Depreciation claims to be found everywhere

Depreciation claims to be found everywhere

Posted on Monday, February 23 2015 at 12:39 PM

A list of the unusual landmarks and structures that have generated additional cash flow for their owners through the use of tax depreciation schedules has been revealed by tax depreciation specialist BMT.

The world’s largest rocking horse in South
Australia, the Sydney Polo Club, and the iconic Melbourne Star ‘Observation
Wheel’ are just some of the unique landmarks and items for which tax
depreciation claims have been made to uncover savings.

“Servicing a large range of commercial property
owners across Australia has meant working with some unique, and sometimes
unusual, buildings in the process,” BMT managing director Brad Beer says.

“Many people would be surprised by some of the
plant and equipment inside these buildings which qualify for tax depreciation
deductions, allowing their owner to claim back significant amounts when lodging
their tax return.”

The Big Rocking Horse in South Australia, as an
example, stands at over 18 metres tall and attracts about 300,000 visitors every
year.

Though most non-residential buildings erected
before 1982 aren’t eligible to claim capital works deductions, the owners of
the Rocking Horse (constructed in 1981) were able to claim on much of the plant
and equipment that comprised the unusual structure.

According to BMT, there’s a common
misunderstanding among property owners and investors that older buildings won’t
qualify for any depreciation deductions at all.

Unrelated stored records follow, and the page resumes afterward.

//! # vaidya-contracts
//!
//! Shared types, schemas, and contracts for the VaidyaConnect invocation
//! pipeline.
//!
//! All crates in the workspace import from here. No business logic lives in
//! this crate, only data definitions and error types.

pub mod auth;
pub mod envelope;
pub mod error;
pub mod invocation;
pub mod operation;
pub mod schema;
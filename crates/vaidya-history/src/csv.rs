//! CSV export of history entries.

use chrono::SecondsFormat;

use crate::entry::CodeHistoryEntry;

/// Header row of every export.
pub const CSV_HEADER: &str = "Diagnosis,TM2 Code,ICD-11 Code,Patient ID,Timestamp,Status";

/// Render `entries` as CSV, header first, one row per entry, `\n` separated.
///
/// A missing patient ID is written as `N/A`. Fields containing a comma, a
/// double quote or a line break are quoted with inner quotes doubled.
pub fn export_csv(entries: &[CodeHistoryEntry]) -> String {
    let mut lines = Vec::with_capacity(entries.len() + 1);
    lines.push(CSV_HEADER.to_string());

    for entry in entries {
        let timestamp = entry.timestamp.to_rfc3339_opts(SecondsFormat::Millis, true);
        let status = entry.status.to_string();
        let row = [
            entry.diagnosis.as_str(),
            entry.tm2_code.as_str(),
            entry.icd11_code.as_str(),
            entry.patient_id.as_deref().unwrap_or("N/A"),
            timestamp.as_str(),
            status.as_str(),
        ];
        lines.push(row.iter().map(|f| escape(f)).collect::<Vec<_>>().join(","));
    }

    lines.join("\n")
}

fn escape(field: &str) -> String {
    if field.contains([',', '"', '\n', '\r']) {
        format!("\"{}\"", field.replace('"', "\"\""))
    } else {
        field.to_string()
    }
}
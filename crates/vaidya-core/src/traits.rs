//! Core trait definitions for the invocation pipeline.
//!
//! These three traits define the pipeline's seams:
//!
//! - `ModelTransport`: untrusted boundary to the language model
//! - `ShapeValidator`: trusted checker for inputs and model outputs
//! - `CredentialCheck`: gate that turns credentials into an `AuthContext`
//!
//! The adapter wires the first two together in a fixed order; the facade
//! consumes the contexts the third produces.

use async_trait::async_trait;
use serde_json::Value;

use vaidya_contracts::{
    auth::{AuthContext, Credentials},
    error::VaidyaResult,
    invocation::{ModelRequest, ModelResponse},
    schema::{Shape, ShapeReport},
};

/// The sole boundary to the external language model.
///
/// Implementations map every failure mode (connect error, timeout, auth
/// failure, rate limit, non-2xx) to `VaidyaError::TransportFailure`, setting
/// `retryable` for failures another attempt could plausibly fix.
#[async_trait]
pub trait ModelTransport: Send + Sync {
    /// Send one rendered prompt with its output schema hint.
    async fn dispatch(&self, request: &ModelRequest) -> VaidyaResult<ModelResponse>;
}

/// Checks a JSON value against a declared `Shape`.
///
/// Used twice per invocation: on the caller's input before any transport
/// call, and on the parsed model output before it is surfaced.
pub trait ShapeValidator: Send + Sync {
    /// Return a report with every failure found. `Err` is reserved for the
    /// validator itself being unusable, not for a failing value.
    fn check(&self, value: &Value, shape: &Shape) -> VaidyaResult<ShapeReport>;
}

/// Turns presented credentials into an `AuthContext`.
pub trait CredentialCheck: Send + Sync {
    /// Authenticate a caller. `None` means no credentials were presented.
    fn authenticate(&self, credentials: Option<&Credentials>) -> VaidyaResult<AuthContext>;

    /// Register a new caller and return its context.
    fn register(&self, credentials: &Credentials, name: &str) -> VaidyaResult<AuthContext>;
}
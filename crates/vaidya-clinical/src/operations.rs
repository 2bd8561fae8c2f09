//! Typed operation wrappers.
//!
//! Each wrapper is a closed pairing of one `OperationSpec` with the shared
//! `InvocationAdapter`. Wrappers serialize the typed input, invoke the
//! adapter once, and deserialize the typed output. They never catch errors.

use std::marker::PhantomData;
use std::sync::Arc;

use serde::{de::DeserializeOwned, Serialize};
use serde_json::Value;
use tokio_util::sync::CancellationToken;

use vaidya_contracts::{
    error::{VaidyaError, VaidyaResult},
    operation::{
        IdentifyInteractionsInput, IdentifyInteractionsOutput, OperationKind, OperationOutput,
        PredictProgressionInput, PredictProgressionOutput, SuggestTreatmentInput,
        SuggestTreatmentOutput, TranslateTermInput, TranslateTermOutput,
    },
};
use vaidya_core::{InvocationAdapter, OperationSpec};

use crate::{schemas::schema_for, templates::template_for};

/// Binds an operation kind to its typed input and output records.
pub trait Operation {
    const KIND: OperationKind;
    type Input: Serialize;
    type Output: DeserializeOwned + Into<OperationOutput>;
}

pub struct TranslateTerm;
pub struct SuggestTreatment;
pub struct PredictProgression;
pub struct IdentifyInteractions;

impl Operation for TranslateTerm {
    const KIND: OperationKind = OperationKind::TranslateTerm;
    type Input = TranslateTermInput;
    type Output = TranslateTermOutput;
}

impl Operation for SuggestTreatment {
    const KIND: OperationKind = OperationKind::SuggestTreatment;
    type Input = SuggestTreatmentInput;
    type Output = SuggestTreatmentOutput;
}

impl Operation for PredictProgression {
    const KIND: OperationKind = OperationKind::PredictProgression;
    type Input = PredictProgressionInput;
    type Output = PredictProgressionOutput;
}

impl Operation for IdentifyInteractions {
    const KIND: OperationKind = OperationKind::IdentifyInteractions;
    type Input = IdentifyInteractionsInput;
    type Output = IdentifyInteractionsOutput;
}

/// One operation bound to the shared adapter.
pub struct OperationWrapper<O: Operation> {
    spec: OperationSpec,
    adapter: Arc<InvocationAdapter>,
    _operation: PhantomData<fn() -> O>,
}

impl<O: Operation> OperationWrapper<O> {
    /// Build the wrapper from the operation's schema and template.
    ///
    /// Fails with `ConfigError` if the template and input shape disagree.
    pub fn new(adapter: Arc<InvocationAdapter>) -> VaidyaResult<Self> {
        let spec = OperationSpec::new(schema_for(O::KIND), template_for(O::KIND))?;
        Ok(Self {
            spec,
            adapter,
            _operation: PhantomData,
        })
    }

    pub fn spec(&self) -> &OperationSpec {
        &self.spec
    }

    /// Invoke with a typed input.
    pub async fn call(&self, input: &O::Input, cancel: &CancellationToken) -> VaidyaResult<O::Output> {
        let value = serde_json::to_value(input).map_err(|e| {
            VaidyaError::validation("$", format!("input is not serializable: {e}"))
        })?;
        self.call_json(value, cancel).await
    }

    /// Invoke with an untyped JSON input, as received at a JSON boundary.
    pub async fn call_json(&self, input: Value, cancel: &CancellationToken) -> VaidyaResult<O::Output> {
        let output = self.adapter.invoke(&self.spec, input, cancel).await?;
        serde_json::from_value(output).map_err(|e| VaidyaError::SchemaViolation {
            reason: format!("output does not match {}: {e}", O::KIND),
        })
    }
}

/// All four operations over one shared adapter.
pub struct ClinicalOperations {
    pub translate_term: OperationWrapper<TranslateTerm>,
    pub suggest_treatment: OperationWrapper<SuggestTreatment>,
    pub predict_progression: OperationWrapper<PredictProgression>,
    pub identify_interactions: OperationWrapper<IdentifyInteractions>,
}

impl ClinicalOperations {
    pub fn new(adapter: Arc<InvocationAdapter>) -> VaidyaResult<Self> {
        Ok(Self {
            translate_term: OperationWrapper::new(adapter.clone())?,
            suggest_treatment: OperationWrapper::new(adapter.clone())?,
            predict_progression: OperationWrapper::new(adapter.clone())?,
            identify_interactions: OperationWrapper::new(adapter)?,
        })
    }

    /// Invoke the operation named by `kind` with a JSON input and return its
    /// tagged output.
    pub async fn invoke(
        &self,
        kind: OperationKind,
        input: Value,
        cancel: &CancellationToken,
    ) -> VaidyaResult<OperationOutput> {
        Ok(match kind {
            OperationKind::TranslateTerm => self.translate_term.call_json(input, cancel).await?.into(),
            OperationKind::SuggestTreatment => {
                self.suggest_treatment.call_json(input, cancel).await?.into()
            }
            OperationKind::PredictProgression => {
                self.predict_progression.call_json(input, cancel).await?.into()
            }
            OperationKind::IdentifyInteractions => {
                self.identify_interactions.call_json(input, cancel).await?.into()
            }
        })
    }
}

“We hear property owners and investors tell us
time and again that they never considered making depreciation claims due to the
age of their building. However, even in the case of older buildings, there can
still be many pockets of savings due to the depreciation of plant and equipment
items,” Beer says.

“Each of these three properties were able to
generate tens of thousands of dollars in extra deductions for their
respective owners.

“Furthermore, there was no need for the owners
to outlay any cash in order to attain this additional cash flow, as
depreciation is a non-cash deduction meaning it does not require any expense to
be made in order for it to be claimed.”.

The owners of Melbourne Star’s 120-metre tall
Observation Wheel were able to claim on a number of the fixtures inside the ferris
wheel’s pods, which passengers ride to take in the 40 kilometre-plus views.

The horse stalls and shelters, dams, pumps,
silos, fencing and plethora of other horse-related paraphernalia were also
claimed by owners of the Sydney Polo Club, which has previously hosted The Bachelor contestants and assorted
visiting royalty.

BMT believes many property owners and investors
remain unaware of the extent to which they might be able to claim depreciation
on the plant and equipment assets in their own buildings.